AVAILABLE DATA:
//! Error types for the job engine.

use thiserror::Error;

/// Result type for job engine operations.
pub type KiqResult<T> = Result<T, KiqError>;

/// Errors raised anywhere in the job engine.
///
/// Decode, resolve, execution, timeout, and cancellation errors all funnel
/// into a `failure` event for the reporter chain; they are never fatal to a
/// queue pipeline. Transport errors on the hot path are not recovered
/// locally — the caller's task fails and the supervisor restarts it.
#[derive(Debug, Error)]
pub enum KiqError {
    /// Redis is unreachable or returned a protocol error.
    #[error("transport error: {0}")]
    Transport(#[from] redis::RedisError),

    /// Failed to check out a pooled Redis connection.
    #[error("connection pool error: {0}")]
    Pool(#[from] deadpool_redis::PoolError),

    /// A queue payload could not be parsed into a `Job`.
    #[error("decode error: {0}")]
    Decode(#[from] serde_json::Error),

    /// `job.class` has no registered worker implementation.
    #[error("no worker registered for class {0:?}")]
    Resolve(String),

    /// A worker's `perform` returned an error.
    #[error("execution failed: {0}")]
    Execution(String),

    /// `perform` did not finish before its deadline.
    #[error("job timed out after {0:?}")]
    Timeout(std::time::Duration),

    /// The pipeline was cancelled (shutdown) while the job was running.
    #[error("execution cancelled")]
    Cancellation,

    /// Bad configuration supplied by the embedding host.
    #[error("configuration error: {0}")]
    Configuration(String),
}

impl KiqError {
    /// The error class name reported on the job envelope (`error_class`).
    pub fn class_name(&self) -> &'static str {
        match self {
            KiqError::Transport(_) => "TransportError",
            KiqError::Pool(_) => "PoolError",
            KiqError::Decode(_) => "DecodeError",
            KiqError::Resolve(_) => "UnknownWorker",
            KiqError::Execution(_) => "ExecutionError",
            KiqError::Timeout(_) => "Timeout",
            KiqError::Cancellation => "Cancelled",
            KiqError::Configuration(_) => "ConfigurationError",
        }
    }
}

#[cfg(test)]
mod tests {
    use super::*;

    #[test]
    fn class_names_are_stable() {
        assert_eq!(KiqError::Cancellation.class_name(), "Cancelled");
        assert_eq!(
            KiqError::Execution("boom".into()).class_name(),
            "ExecutionError"
        );
        assert_eq!(
            KiqError::Timeout(std::time::Duration::from_secs(1)).class_name(),
            "Timeout"
        );
    }
}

EXERCISE:
Match on "connection" and report each line of the data above that has it.

ANSWER SECTION:
    /// Failed to check out a pooled Redis connection.
    #[error("connection pool error: {0}")]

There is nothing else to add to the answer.